At the time I wrote this story I believe there was some story about how someone was considering making an Anne Frank video game and no surprise, people were not happy about it, which inspired me to imagine what if you were to not only make an Anne Frank video game but a pornographic virtual reality experience.
A CEO of a video game company was sitting in his office smoking a cigar and looking out of his window as a hooker sucked his cock. He was deep in thought as the hooker sucked him off and played with his balls and fingered his asshole every now and then.
“God, what is going to be the next big idea?” the CEO said to himself.
As if on command, the door to his office was kicked open and a video game developer walked in. Judging by the man’s smile and red eyes, the CEO assumed that the video game developer had been up for five days straight chugging Monsters and Red Bulls as he brainstormed a new idea to get good with the CEO at the company he worked at.
“Hello William!” the CEO said with a cheerful smile as he enjoyed his blowjob.
“Hey boss! How are ya?”
“O I’m just getting my lunchtime blowjob, what have you got for me?”
The man threw down a stack of papers. The CEO looked through the papers at screenshots of what looked like a tiny attic room.
“What the fuck is this?”
“The Anne Frank Virtual Reality Experience!”
The CEO looked through the screenshots in complete confusion.
“The Anne Frank Virtual Reality Experience?”
“Mhm, I know that we’re now creating video games for the new virtual headsets being released with all of the latest and in systems so I thought that an Anne Frank Virtual Reality Experience would be the perfect title.”
The CEO shook his head.
“I don’t think I get it. So do you like play a Nazi and it’s like a virtual reality blowjob for Anne Frank to get out of going to the concentration camps? Like some fucked up fantasy?”
“Not exactly. I was thinking more along the lines of how it could play out like a dramatic black and white film. You’re in the attic interacting with everybody and they’re hoping to make it out of the war alive and you write in your diary every day.”
“Buddy, that sounds duller than watching paint dry at my fucking grandma’s house.”
“But it’ll be a historically accurate video game. Something for history buffs and something that could possibly educate kids in school.”
“Eh, tell ya what. I like the concept but I think we’re just going to do something with tits and bush. I think we’ll just have Anne Frank suck and fuck her way out of getting sent to the concentration camp. Well I can see it now, a big ol Nazi gangbang and afterwards, Hitler stops by to get the Third Reich’s sloppy seconds.”
“But sir, she was like thirteen when she got sent to the concentration camp.”
The CEO looked at William in confusion and asked him with just the look in his eyes asking the game developer to get to the point.
“That would be illegal and considered child pornography sir.”
The CEO’s eyes bugged out of his skull.

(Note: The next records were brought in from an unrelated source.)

#[cfg(test)]
mod tests {
    use super::*;
    use crate::fetcher::FetcherConfig;
    use crate::store::MemoryStore;
    use async_trait::async_trait;
    use chrono::Duration;
    use std::time::Duration as StdDuration;
    use tokio::io::{AsyncReadExt, AsyncWriteExt};

    fn candidate(title: &str, days_out: i64, url: Option<&str>) -> CandidateRecord {
        // Fixed timestamps keep similarity's exact-date credit deterministic.
        use chrono::TimeZone;
        let starts = Utc.with_ymd_and_hms(2030, 1, 1, 0, 0, 0).unwrap() + Duration::days(days_out);
        CandidateRecord {
            title: title.to_string(),
            description: None,
            starts_at: starts,
            ends_at: starts + Duration::days(2),
            registration_deadline: None,
            location: "Online".to_string(),
            is_online: true,
            website_url: url.map(str::to_string),
            registration_url: None,
            source: Source::Devpost,
            dates_synthesized: false,
        }
    }

    struct StubAdapter {
        candidates: Vec<CandidateRecord>,
        base_url: &'static str,
        paths: Vec<String>,
        scraped: Arc<AtomicBool>,
    }

    impl StubAdapter {
        fn new(candidates: Vec<CandidateRecord>) -> Self {
            Self {
                candidates,
                // Nothing listens here, so the advisory robots fetch
                // fails fast and permits everything.
                base_url: "http://127.0.0.1:9",
                paths: vec!["/hackathons".to_string()],
                scraped: Arc::new(AtomicBool::new(false)),
            }
        }
    }

    #[async_trait]
    impl SourceAdapter for StubAdapter {
        fn source(&self) -> Source {
            Source::Devpost
        }

        fn base_url(&self) -> &'static str {
            self.base_url
        }

        fn required_paths(&self) -> Vec<String> {
            self.paths.clone()
        }

        async fn scrape(&self, _fetcher: &Fetcher) -> Result<Vec<CandidateRecord>, IngestError> {
            self.scraped.store(true, Ordering::SeqCst);
            Ok(self.candidates.clone())
        }
    }

    fn test_fetcher() -> Fetcher {
        Fetcher::new(FetcherConfig {
            max_retries: 1,
            min_interval: StdDuration::from_millis(0),
            timeout: StdDuration::from_secs(2),
            ..FetcherConfig::default()
        })
        .unwrap()
    }

    fn orchestrator(
        adapters: Vec<Box<dyn SourceAdapter>>,
        store: Arc<dyn RecordStore>,
    ) -> Orchestrator {
        Orchestrator::new(
            test_fetcher(),
            adapters,
            store,
            OrchestratorConfig::default(),
        )
    }

    /// Minimal HTTP responder serving the same body for every request.
    async fn serve(body: &'static str) -> String {
        let listener = tokio::net::TcpListener::bind("127.0.0.1:0").await.unwrap();
        let addr = listener.local_addr().unwrap();
        tokio::spawn(async move {
            loop {
                let Ok((mut socket, _)) = listener.accept().await else {
                    break;
                };
                let mut buf = [0u8; 2048];
                let _ = socket.read(&mut buf).await;
                let response = format!(
                    "HTTP/1.1 200 OK\r\ncontent-type: text/plain\r\ncontent-length: {}\r\nconnection: close\r\n\r\n{}",
                    body.len(),
                    body
                );
                let _ = socket.write_all(response.as_bytes()).await;
            }
        });
        format!("http://{addr}")
    }

    #[tokio::test]
    async fn test_second_run_is_idempotent() {
        let store = Arc::new(MemoryStore::new());
        let adapter = StubAdapter::new(vec![
            candidate("AI Hack", 10, Some("https://ai-hack.devpost.com")),
            candidate("Web3 Jam", 20, Some("https://web3-jam.devpost.com")),
        ]);
        let orch = orchestrator(vec![Box::new(adapter)], store.clone());

        let first = orch.trigger().await.unwrap().unwrap();
        assert_eq!(first.total_created(), 2);
        assert_eq!(first.total_updated(), 0);

        let second = orch.trigger().await.unwrap().unwrap();
        assert_eq!(second.total_created(), 0);
        assert_eq!(second.total_updated(), 2);
        assert_eq!(store.len().await, 2);
    }

    #[tokio::test]
    async fn test_mixed_batch_counts() {
        // Five candidates: a duplicate pair, one pre-existing by URL,
        // and two fresh records.
        let store = Arc::new(MemoryStore::new());
        store
            .create(candidate(
                "Existing Hack",
                30,
                Some("https://existing.devpost.com"),
            ))
            .await
            .unwrap();

        let adapter = StubAdapter::new(vec![
            candidate("Space Apps Challenge", 10, Some("https://space-a.devpost.com")),
            candidate("Space Apps Challenge", 10, Some("https://space-b.devpost.com")),
            candidate("Existing Hack", 30, Some("https://existing.devpost.com")),
            candidate("Winter Robotics Cup", 40, Some("https://robotics.devpost.com")),
            candidate("Quantum Jam", 50, Some("https://quantum.devpost.com")),
        ]);
        let orch = orchestrator(vec![Box::new(adapter)], store.clone());

        let report = orch.trigger().await.unwrap().unwrap();
        // First copy of the pair creates; the second merges into it.
        assert_eq!(report.total_created(), 3);
        assert_eq!(report.total_updated(), 2);
        assert_eq!(report.total_errors(), 0);
        assert_eq!(store.len().await, 4);
    }

    #[tokio::test]
    async fn test_invalid_candidate_is_recorded_not_fatal() {
        let store = Arc::new(MemoryStore::new());
        let mut bad = candidate("Backwards", 10, None);
        bad.ends_at = bad.starts_at - Duration::days(1);
        let adapter = StubAdapter::new(vec![
            bad,
            candidate("Good Hack", 20, Some("https://good.devpost.com")),
        ]);
        let orch = orchestrator(vec![Box::new(adapter)], store.clone());

        let report = orch.trigger().await.unwrap().unwrap();
        let summary = &report.sources[0];
        assert_eq!(summary.found, 2);
        assert_eq!(summary.processed, 1);
        assert_eq!(summary.created, 1);
        assert_eq!(summary.errors.len(), 1);
    }

    #[tokio::test]
    async fn test_robots_disallow_aborts_adapter_before_any_fetch() {
        let base = serve("User-agent: *\nDisallow: /hackathons\n").await;
        let base: &'static str = Box::leak(base.into_boxed_str());

        let store = Arc::new(MemoryStore::new());
        let adapter = StubAdapter {
            candidates: vec![candidate("Hidden Hack", 10, None)],
            base_url: base,
            paths: vec!["/hackathons".to_string()],
            scraped: Arc::new(AtomicBool::new(false)),
        };
        let scraped = adapter.scraped.clone();
        let orch = orchestrator(vec![Box::new(adapter)], store.clone());

        let report = orch.trigger().await.unwrap().unwrap();
        let summary = &report.sources[0];
        assert_eq!(summary.found, 0);
        assert_eq!(summary.errors.len(), 1);
        assert!(summary.errors[0].contains("robots.txt"));
        // scrape() must never have been invoked.
        assert!(!scraped.load(Ordering::SeqCst));
        assert!(store.is_empty().await);
    }

    #[tokio::test]
    async fn test_cross_source_duplicate_merges_into_stored_record() {
        let store = Arc::new(MemoryStore::new());
        let orch = {
            let mut first = candidate("AI Hack 2026", 15, Some("https://ai-hack.devpost.com"));
            first.description = Some("short".to_string());
            let mut second = candidate("AI Hackathon 2026", 15, Some("https://mlh.example/ai"));
            second.source = Source::Mlh;
            second.description = Some("a much longer description of the event".to_string());
            let adapter = StubAdapter::new(vec![first, second]);
            orchestrator(vec![Box::new(adapter)], store.clone())
        };

        let report = orch.trigger().await.unwrap().unwrap();
        assert_eq!(report.total_created(), 1);
        assert_eq!(report.total_updated(), 1);

        let stored = store
            .find_upcoming(10)
            .await
            .unwrap();
        assert_eq!(stored.len(), 1);
        // Devpost outranks MLH, so its fields are the base, but the
        // longer description survives the merge.
        assert_eq!(stored[0].record.source, Source::Devpost);
        assert_eq!(stored[0].record.title, "AI Hack 2026");
        assert_eq!(
            stored[0].record.description.as_deref(),
            Some("a much longer description of the event")
        );
    }
}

If he was drinking water, no doubt he would do a spit take.
“Thirteen is considered a child and illegal?”
He pulled the hooker’s hair so she would stop blowing him and hid his penis under his office desk.

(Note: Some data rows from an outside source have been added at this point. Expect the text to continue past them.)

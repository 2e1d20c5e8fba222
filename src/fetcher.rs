//! Rate-limited HTTP fetching with exponential backoff retry.
//!
//! One [`Fetcher`] is shared by every adapter in a run, so its two gates
//! bound the process's total load on the wider internet regardless of how
//! many sources are registered:
//!
//! - a semaphore capping in-flight requests (default 3)
//! - a minimum inter-request interval (default 1000 ms), serialized
//!   through a single mutex
//!
//! # Retry Strategy
//!
//! A failed attempt (transport error or non-2xx status) backs off for
//! `retry_delay * 2^(attempt-1)`, capped at 30 seconds, plus 0-250 ms of
//! random jitter to avoid thundering-herd re-requests. After the attempt
//! budget is spent the fetch fails with a [`FetchError`] carrying the
//! source, URL, attempt count, and underlying cause.
//!
//! The fetcher also owns the crawl-politeness check: [`Fetcher::check_paths`]
//! retrieves and parses a source's robots.txt before that adapter's first
//! content fetch of a run.

use std::time::{Duration, Instant};

use tokio::sync::{Mutex, Semaphore};
use tokio::time::sleep;
use rand::{rng, Rng};
use tracing::{debug, error, info, instrument, warn};
use url::Url;

use crate::error::{FetchError, PolitenessError};
use crate::models::Source;
use crate::robots::RobotsTxt;

/// Hard ceiling on a single backoff delay.
const MAX_BACKOFF: Duration = Duration::from_secs(30);

/// Knobs for the fetch layer. Global, not per-adapter.
#[derive(Debug, Clone)]
pub struct FetcherConfig {
    /// User-Agent sent with every request. Identifies the crawler and a
    /// contact channel; also the identity the robots.txt check matches.
    pub user_agent: String,
    /// Per-request timeout.
    pub timeout: Duration,
    /// Maximum attempts per URL before a fetch is abandoned.
    pub max_retries: u32,
    /// Base delay for the exponential backoff between attempts.
    pub retry_delay: Duration,
    /// Maximum concurrently in-flight requests.
    pub max_concurrency: usize,
    /// Minimum wall-clock gap between consecutive requests.
    pub min_interval: Duration,
}

impl Default for FetcherConfig {
    fn default() -> Self {
        Self {
            user_agent: "hackathon-radar/0.1 (+mailto:crawler@awfulsec.com)".to_string(),
            timeout: Duration::from_secs(15),
            max_retries: 3,
            retry_delay: Duration::from_secs(1),
            max_concurrency: 3,
            min_interval: Duration::from_millis(1000),
        }
    }
}

/// Shared HTTP layer. Owned by the orchestrator, passed by reference to
/// adapters; there is no ambient/global scheduling state.
pub struct Fetcher {
    client: reqwest::Client,
    config: FetcherConfig,
    semaphore: Semaphore,
    last_request: Mutex<Option<Instant>>,
}

impl Fetcher {
    pub fn new(config: FetcherConfig) -> Result<Self, reqwest::Error> {
        let client = reqwest::Client::builder()
            .user_agent(config.user_agent.clone())
            .timeout(config.timeout)
            .build()?;
        info!(
            max_concurrency = config.max_concurrency,
            min_interval_ms = config.min_interval.as_millis() as u64,
            timeout_secs = config.timeout.as_secs(),
            "Fetcher initialized"
        );
        Ok(Self {
            semaphore: Semaphore::new(config.max_concurrency),
            last_request: Mutex::new(None),
            client,
            config,
        })
    }

    /// Fetch a URL's body text, retrying with exponential backoff.
    #[instrument(level = "debug", skip_all, fields(%source, %url))]
    pub async fn fetch(&self, source: Source, url: &str) -> Result<String, FetchError> {
        let _permit = self.semaphore.acquire().await.map_err(|e| {
            FetchError::Exhausted {
                source,
                url: url.to_string(),
                attempts: 0,
                cause: Box::new(e),
            }
        })?;

        let total_t0 = Instant::now();
        let mut attempt = 0u32;
        loop {
            attempt += 1;
            self.pace().await;

            match self.try_fetch(url).await {
                Ok(body) => {
                    debug!(
                        attempt,
                        bytes = body.len(),
                        elapsed_ms = total_t0.elapsed().as_millis() as u64,
                        "Fetched successfully"
                    );
                    return Ok(body);
                }
                Err(e) => {
                    if attempt >= self.config.max_retries {
                        error!(
                            attempt,
                            max = self.config.max_retries,
                            elapsed_ms = total_t0.elapsed().as_millis() as u64,
                            error = %e,
                            "Fetch exhausted retries"
                        );
                        return Err(FetchError::Exhausted {
                            source,
                            url: url.to_string(),
                            attempts: attempt,
                            cause: Box::new(e),
                        });
                    }
                    let delay = self.backoff_delay(attempt);
                    warn!(
                        attempt,
                        max = self.config.max_retries,
                        ?delay,
                        error = %e,
                        "Fetch attempt failed; backing off"
                    );
                    sleep(delay).await;
                }
            }
        }
    }

    /// Politeness check for one adapter: retrieve the source's robots.txt
    /// and verify every path the adapter intends to crawl. Must pass
    /// before the adapter's first content fetch of a run.
    ///
    /// Politeness is advisory: a missing, unreadable, or unparseable
    /// robots.txt permits everything.
    #[instrument(level = "info", skip_all, fields(%source, %base_url))]
    pub async fn check_paths(
        &self,
        source: Source,
        base_url: &str,
        paths: &[String],
    ) -> Result<(), PolitenessError> {
        let robots_url = match Url::parse(base_url).and_then(|b| b.join("/robots.txt")) {
            Ok(u) => u,
            Err(e) => {
                warn!(error = %e, "Could not build robots.txt URL; permitting");
                return Ok(());
            }
        };

        let Some(body) = self.fetch_once(robots_url.as_str()).await else {
            debug!("No robots.txt; all paths permitted");
            return Ok(());
        };

        let rules = RobotsTxt::parse(&body, &self.config.user_agent);
        for path in paths {
            if !rules.is_allowed(path) {
                return Err(PolitenessError {
                    source_id: source,
                    path: path.clone(),
                });
            }
        }
        info!(paths = paths.len(), "robots.txt permits all required paths");
        Ok(())
    }

    async fn try_fetch(&self, url: &str) -> Result<String, reqwest::Error> {
        self.client
            .get(url)
            .send()
            .await?
            .error_for_status()?
            .text()
            .await
    }

    /// Single rate-limited attempt with no retry; `None` on any failure.
    /// Used for the advisory robots.txt retrieval.
    async fn fetch_once(&self, url: &str) -> Option<String> {
        let _permit = self.semaphore.acquire().await.ok()?;
        self.pace().await;
        match self.try_fetch(url).await {
            Ok(body) => Some(body),
            Err(e) => {
                debug!(%url, error = %e, "robots.txt fetch failed");
                None
            }
        }
    }

    /// Enforce the minimum inter-request interval. The lock is held across
    /// the sleep so concurrent fetches serialize through one gate.
    async fn pace(&self) {
        let mut last = self.last_request.lock().await;
        if let Some(prev) = *last {
            let since = prev.elapsed();
            if since < self.config.min_interval {
                sleep(self.config.min_interval - since).await;
            }
        }
        *last = Some(Instant::now());
    }

    fn backoff_delay(&self, attempt: u32) -> Duration {
        let mut delay = self
            .config
            .retry_delay
            .saturating_mul(1u32 << (attempt - 1).min(16));
        if delay > MAX_BACKOFF {
            delay = MAX_BACKOFF;
        }
        let jitter_ms: u64 = rng().random_range(0..=250);
        delay + Duration::from_millis(jitter_ms)
    }
}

“William, there aren’t are cops around are there?”
“Not that I saw sir…”
The CEO slowly lowered the girl’s head into his lap and began to relax.
“Alright well, since that is illegal I guess that Anne Frank is eighteen and legal in the video game.”

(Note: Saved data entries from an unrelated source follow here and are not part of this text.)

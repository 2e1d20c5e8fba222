//! Shared normalization helpers used by every source adapter.
//!
//! This module turns the messy free-text the listing sites publish into the
//! canonical record shape:
//! - Date-text parsing for the range formats seen in the wild
//! - Location cleanup and online/offline classification
//! - Canonical URL normalization (tracking params, `www.`, fragments)
//! - Small text utilities for scraped fragments and log output
//!
//! All helpers are pure functions so each adapter's extraction strategies
//! can be tested against fixture text without any network.

use chrono::{DateTime, Datelike, Duration, NaiveDate, NaiveTime, Utc};
use once_cell::sync::Lazy;
use regex::Regex;
use url::Url;

/// Keywords that classify a location string as an online event.
pub const ONLINE_KEYWORDS: &[&str] = &[
    "online",
    "virtual",
    "remote",
    "digital",
    "worldwide",
    "global",
    "web",
    "internet",
    "everywhere",
];

/// Query parameters stripped during URL canonicalization.
const TRACKING_PARAMS: &[&str] = &["ref", "fbclid", "gclid", "mc_cid", "mc_eid", "source"];

// "2024-10-15 to 2024-10-17", also accepts a bare dash as the separator.
static ISO_RANGE: Lazy<Regex> = Lazy::new(|| {
    Regex::new(r"(\d{4})-(\d{2})-(\d{2})\s*(?:to|through|[-–—])\s*(\d{4})-(\d{2})-(\d{2})")
        .expect("valid regex")
});

// "Oct 30 - Nov 2, 2025", "May 5, 2025 - May 7, 2025", "May 5 - May 7".
static CROSS_MONTH_RANGE: Lazy<Regex> = Lazy::new(|| {
    Regex::new(
        r"(?i)\b([a-z]{3,9})\.?\s+(\d{1,2})(?:st|nd|rd|th)?(?:,\s*(\d{4}))?\s*[-–—]\s*([a-z]{3,9})\.?\s+(\d{1,2})(?:st|nd|rd|th)?(?:,?\s*(\d{4}))?",
    )
    .expect("valid regex")
});

// "Oct 15 - 17, 2024", "Oct 15-17".
static SAME_MONTH_RANGE: Lazy<Regex> = Lazy::new(|| {
    Regex::new(
        r"(?i)\b([a-z]{3,9})\.?\s+(\d{1,2})(?:st|nd|rd|th)?\s*[-–—]\s*(\d{1,2})(?:st|nd|rd|th)?(?:,?\s*(\d{4}))?",
    )
    .expect("valid regex")
});

static SINGLE_ISO: Lazy<Regex> =
    Lazy::new(|| Regex::new(r"(\d{4})-(\d{2})-(\d{2})").expect("valid regex"));

// "Oct 15, 2024", "October 15".
static SINGLE_DATE: Lazy<Regex> = Lazy::new(|| {
    Regex::new(r"(?i)\b([a-z]{3,9})\.?\s+(\d{1,2})(?:st|nd|rd|th)?(?:,?\s*(\d{4}))?")
        .expect("valid regex")
});

/// Resolve an English month name or abbreviation to its number.
fn month_num(name: &str) -> Option<u32> {
    let lower = name.to_lowercase();
    let prefix = lower.get(..3)?;
    match prefix {
        "jan" => Some(1),
        "feb" => Some(2),
        "mar" => Some(3),
        "apr" => Some(4),
        "may" => Some(5),
        "jun" => Some(6),
        "jul" => Some(7),
        "aug" => Some(8),
        "sep" => Some(9),
        "oct" => Some(10),
        "nov" => Some(11),
        "dec" => Some(12),
        _ => None,
    }
}

fn midnight_utc(date: NaiveDate) -> DateTime<Utc> {
    date.and_time(NaiveTime::MIN).and_utc()
}

/// Parse raw date text into a start/end timestamp pair.
///
/// Recognized shapes, tried in order:
/// 1. `YYYY-MM-DD to YYYY-MM-DD`
/// 2. `Mon D[, YYYY] - Mon D[, YYYY]` (distinct months)
/// 3. `Mon D-D[, YYYY]` (shared month)
/// 4. A single date, ISO or `Mon D[, YYYY]`, yielding a one-day window
///
/// A missing year defaults to `today`'s year; a range that wraps the year
/// boundary ("Dec 30 - Jan 2") rolls the end into the following year.
/// Returns `None` when no shape matches, so the caller can decide whether
/// to synthesize a placeholder window.
pub fn parse_date_range(
    raw: &str,
    today: NaiveDate,
) -> Option<(DateTime<Utc>, DateTime<Utc>)> {
    let text = clean_text(raw);
    if text.is_empty() {
        return None;
    }

    if let Some(caps) = ISO_RANGE.captures(&text) {
        let start = ymd_from_captures(&caps, 1)?;
        let end = ymd_from_captures(&caps, 4)?;
        if end > start {
            return Some((midnight_utc(start), midnight_utc(end)));
        }
        return None;
    }

    for caps in CROSS_MONTH_RANGE.captures_iter(&text) {
        if let Some(range) = cross_month_range(&caps, today) {
            return Some(range);
        }
    }

    for caps in SAME_MONTH_RANGE.captures_iter(&text) {
        let Some(month) = month_num(&caps[1]) else {
            continue;
        };
        let (Ok(start_day), Ok(end_day)) = (caps[2].parse::<u32>(), caps[3].parse::<u32>())
        else {
            continue;
        };
        let year = caps
            .get(4)
            .and_then(|y| y.as_str().parse().ok())
            .unwrap_or(today.year());
        if let (Some(start), Some(end)) = (
            NaiveDate::from_ymd_opt(year, month, start_day),
            NaiveDate::from_ymd_opt(year, month, end_day),
        ) {
            if end > start {
                return Some((midnight_utc(start), midnight_utc(end)));
            }
        }
    }

    if let Some(caps) = SINGLE_ISO.captures(&text) {
        let start = ymd_from_captures(&caps, 1)?;
        return Some((midnight_utc(start), midnight_utc(start + Duration::days(1))));
    }

    for caps in SINGLE_DATE.captures_iter(&text) {
        let Some(month) = month_num(&caps[1]) else {
            continue;
        };
        let Ok(day) = caps[2].parse::<u32>() else {
            continue;
        };
        let year = caps
            .get(3)
            .and_then(|y| y.as_str().parse().ok())
            .unwrap_or(today.year());
        if let Some(start) = NaiveDate::from_ymd_opt(year, month, day) {
            return Some((midnight_utc(start), midnight_utc(start + Duration::days(1))));
        }
    }

    None
}

fn ymd_from_captures(caps: &regex::Captures<'_>, first: usize) -> Option<NaiveDate> {
    let year: i32 = caps[first].parse().ok()?;
    let month: u32 = caps[first + 1].parse().ok()?;
    let day: u32 = caps[first + 2].parse().ok()?;
    NaiveDate::from_ymd_opt(year, month, day)
}

fn cross_month_range(
    caps: &regex::Captures<'_>,
    today: NaiveDate,
) -> Option<(DateTime<Utc>, DateTime<Utc>)> {
    let start_month = month_num(&caps[1])?;
    let start_day: u32 = caps[2].parse().ok()?;
    let start_year: Option<i32> = caps.get(3).and_then(|y| y.as_str().parse().ok());
    let end_month = month_num(&caps[4])?;
    let end_day: u32 = caps[5].parse().ok()?;
    let end_year: Option<i32> = caps.get(6).and_then(|y| y.as_str().parse().ok());

    // "Oct 30 - Nov 2, 2025" carries the year on the right only.
    let ey = end_year.or(start_year).unwrap_or(today.year());
    let sy = start_year.unwrap_or(ey);

    let mut start = NaiveDate::from_ymd_opt(sy, start_month, start_day)?;
    let mut end = NaiveDate::from_ymd_opt(ey, end_month, end_day)?;

    // Ranges that wrap the year boundary: "Dec 30 - Jan 2".
    if end <= start {
        if start_year.is_none() && end_year.is_some() {
            start = NaiveDate::from_ymd_opt(ey - 1, start_month, start_day)?;
        } else if end_year.is_none() {
            end = NaiveDate::from_ymd_opt(sy + 1, end_month, end_day)?;
        }
    }
    if end <= start {
        return None;
    }
    Some((midnight_utc(start), midnight_utc(end)))
}

/// Last-resort window for records whose date text never parsed: now
/// through now + 30 days. Callers must flag the record as synthesized.
pub fn placeholder_window(now: DateTime<Utc>) -> (DateTime<Utc>, DateTime<Utc>) {
    (now, now + Duration::days(30))
}

/// Collapse runs of whitespace (including newlines) and trim.
pub fn clean_text(s: &str) -> String {
    s.split_whitespace().collect::<Vec<_>>().join(" ")
}

/// Lowercased, whitespace-collapsed form used for similarity comparison
/// and fingerprinting.
pub fn normalize_key(s: &str) -> String {
    clean_text(s).to_lowercase()
}

/// Whether a location string names an online/virtual event.
pub fn is_online_location(s: &str) -> bool {
    let lower = s.to_lowercase();
    ONLINE_KEYWORDS.iter().any(|k| lower.contains(k))
}

/// Clean a raw location string and classify it. An absent or empty
/// location defaults to `("Online", true)`.
pub fn normalize_location(raw: Option<&str>) -> (String, bool) {
    match raw.map(clean_text) {
        Some(cleaned) if !cleaned.is_empty() => {
            let online = is_online_location(&cleaned);
            (cleaned, online)
        }
        _ => ("Online".to_string(), true),
    }
}

/// Normalize a URL into its canonical form: lowercase host with `www.`
/// stripped, no fragment, no tracking query parameters, no trailing slash.
/// Returns `None` for non-HTTP(S) or unparseable input.
pub fn canonicalize_url(raw: &str) -> Option<String> {
    let parsed = Url::parse(raw.trim()).ok()?;
    if parsed.scheme() != "http" && parsed.scheme() != "https" {
        return None;
    }
    let host = parsed.host_str()?;
    let host = host.strip_prefix("www.").unwrap_or(host);

    let mut kept = url::form_urlencoded::Serializer::new(String::new());
    let mut any = false;
    for (key, value) in parsed.query_pairs() {
        let k = key.to_lowercase();
        if k.starts_with("utm_") || k.starts_with("ref_") || TRACKING_PARAMS.contains(&k.as_str()) {
            continue;
        }
        kept.append_pair(&key, &value);
        any = true;
    }
    let query = if any {
        format!("?{}", kept.finish())
    } else {
        String::new()
    };

    let port = match parsed.port() {
        Some(p) => format!(":{p}"),
        None => String::new(),
    };
    let path = parsed.path().trim_end_matches('/');

    Some(format!(
        "{}://{}{}{}{}",
        parsed.scheme(),
        host,
        port,
        path,
        query
    ))
}

/// Truncate a string for logging purposes, appending the clipped byte count.
pub fn truncate_for_log(s: &str, max: usize) -> String {
    if s.chars().count() <= max {
        return s.to_string();
    }
    let clipped: String = s.chars().take(max).collect();
    format!("{}…(+{} bytes)", clipped, s.len() - clipped.len())
}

“But sir, this is so tasteless.”
“I don’t give a fuck. Being tasteless sells and who doesn’t want to fuck a star of the Holocaust? This game is getting into development.”
William hung his shoulders and nodded.
“Alright sir, since she’s at least eighteen I guess it’s not all that bad…”
“Wait a minute,” said the CEO holding up his index finger. “Wasn’t Lolita a child and they didn’t consider that pornography right?”
“Uhh, I guess?”
“Hmm, I’m going to have to say that this is an artistic project. Maybe I’ll get away with it after all. I know there are more Jared Fogles out there with money who’ll pay to fuck Anne Frank. And hell, if this is a success I’ll create a virtual reality experience where you can fuck Shirley Temple during her most famous scenes.”
William ripped his polo shirt and khakis to reveal a SWAT team uniform underneath.
“Alright fucko, that’s all the evidence I need.”
An FBI SWAT team swarmed into the office after kicking the door down and filled the sexual predator with bullets. All of them missed the thirteen year old on her knees.
After post modem, the hooker was still sucking the CEO off until his corpse came.
“I’m sorry,” said the hooker to the SWAT team. “I just like to see a job through.”
“There’s no reason to apologize little lady,” said William. “It’s nice to see the future has a better work ethic than those god damn millennials running the streets right now.”